La dégradation des terres est si grave qu’elle affecte déjà 40% de la population mondiale, et pourrait provoquer la migration de 50 à 700 millions de personnes d’ici à 2050. C’est l’alerte lancée par une centaine de scientifiques, dans une vaste étude internationale rendue publique le 26 mars 2017 sur la Plateforme intergouvernementale sur la biodiversité et les services écosystémiques (IPBES).
Quelle en est la cause ?
Pour les chercheurs bénévoles de 45 pays, ce sont les activités humaines qui détruisent les terres de la planète à un rythme tel que ces dernières sont dans un état «critique». Un phénomène qui affecte déjà 3,2 milliards de personnes, soit 40% de la population mondiale, et provoque l’extinction de nombreuses espèces, tout en aggravant le changement climatique.

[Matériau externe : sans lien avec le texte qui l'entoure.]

//! Format decoded records for display.

use crate::ast::{FieldKind, Layout};
use crate::value::{DecodedRecord, Value};

fn hex_string(b: &[u8]) -> String {
    b.iter().map(|x| format!("{:02x}", x)).collect::<String>()
}

/// Sixteen-byte identifiers in UUID grouping.
fn format_uuid(b: &[u8]) -> String {
    let h = hex_string(b);
    format!(
        "{}-{}-{}-{}-{}",
        &h[0..8],
        &h[8..12],
        &h[12..16],
        &h[16..20],
        &h[20..32]
    )
}

/// One-line rendering of a value: decimal for numeric ranges, UUID grouping
/// for sixteen-byte ranges, contiguous hex otherwise, URLs verbatim.
pub fn format_value(v: &Value) -> String {
    match v {
        Value::Unsigned(x) => format!("{}", x),
        Value::Signed(x) => format!("{}", x),
        Value::Bytes(b) if b.len() == 16 => format_uuid(b),
        Value::Bytes(b) => format!("0x{}", hex_string(b)),
        Value::Url(s) => s.clone(),
        Value::InvalidUrl(b) => format!("invalid url (0x{})", hex_string(b)),
    }
}

/// Multi-line dump of one decoded record, labeled by the layout's terms.
pub fn record_to_dump(layout: &Layout, record: &DecodedRecord) -> String {
    let mut lines = Vec::new();
    let mut next_identifier = 0usize;
    let mut next_data = 0usize;
    for f in &layout.fields {
        match f.kind {
            FieldKind::Match => {}
            FieldKind::Identifier => {
                if let Some(v) = record.identifiers.get(next_identifier) {
                    next_identifier += 1;
                    lines.push(format!(
                        "  id{} (bytes {}-{}): {}",
                        next_identifier,
                        f.start,
                        f.end,
                        format_value(v)
                    ));
                }
            }
            FieldKind::Data => {
                if let Some(v) = record.data_fields.get(next_data) {
                    next_data += 1;
                    lines.push(format!(
                        "  data{} (bytes {}-{}): {}",
                        next_data,
                        f.start,
                        f.end,
                        format_value(v)
                    ));
                }
            }
            FieldKind::Power => {
                if let Some(p) = record.tx_power {
                    lines.push(format!("  power (bytes {}-{}): {} dBm", f.start, f.end, p));
                }
            }
        }
    }
    lines.join("\n")
}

«Les zones humides ont été particulièrement touchées», a déclaré le Dr Montanarella, l’un des scientifiques associés à la recherche. «Nous avons vu des pertes de 87% dans les zones humides depuis le début de l’ère moderne – avec 54% de pertes depuis 1900». En 2014, plus de 1,5 milliard d’hectares d’écosystèmes naturels ont été convertis en terres cultivées. Moins de 25% de la surface de la terre a échappé aux impacts substantiels de l’activité humaine – et d’ici à 2050, les experts de l’IPBES estiment que ce chiffre sera à moins de 10%. Le rapport indique que la demande croissante de nourriture et de biocarburants conduira probablement à une augmentation continue des apports nutritifs et chimiques et à une évolution vers des systèmes de production animale industrialisés, l’utilisation de pesticides et d’engrais devant doubler d’ici à 2050.
Migration et conflits violents
«Dans seulement trois décennies à partir de maintenant, environ 4 milliards de personnes vivront dans les zones arides», a déclaré le professeur Scholes.
«D’ici là, il est probable que la dégradation des terres, associée aux problèmes étroitement liés du changement climatique, aura forcé 50 à 700 millions de personnes à émigrer.
La diminution de la productivité des terres rend également les sociétés plus vulnérables à l’instabilité sociale- en particulier dans les zones arides où les années de précipitations extrêmement faibles ont été associées à une augmentation de 45% des conflits violents».
M. Montanarella a ajouté: «D’ici à 2050, la combinaison de la dégradation des terres et du changement climatique devrait réduire les rendements agricoles mondiaux de 10% en moyenne et de 50% dans certaines régions.
À l’avenir, la plus grande partie de la dégradation se produira en Amérique centrale et en Amérique du Sud, en Afrique subsaharienne et en Asie, régions où il reste le plus de terres qui conviennent à l’agriculture».
NK
Réduire le gaspillage alimentaire
La bonne nouvelle est qu’il est encore possible d’agir et d’inverser cette tendance mortifère. À condition de prendre d’urgence des mesures ambitieuses. Ce qui, en plus d’améliorer les conditions de vie de dizaines de millions de personnes, serait aussi bon pour l’économie. Restaurer les sols a certes un coût initial ; mais, in fine, cela apporte des bénéfices décuplés, souligne l’IPBES. A contrario, plus les gouvernements tardent à agir pour enrayer cette tendance, plus il sera difficile et coûteux de le faire. Le rapport indique aussi qu’il est possible d’éviter d’étendre davantage les terres agricoles en augmentant la productivité de celles qui existent déjà et en incitant les populations à adopter un régime alimentaire moins destructeur de sols. Ainsi, manger davantage de protéines végétales et moins de protéines animales issues d’élevages industriels peut avoir un impact positif. De même que réduire le gaspillage alimentaire.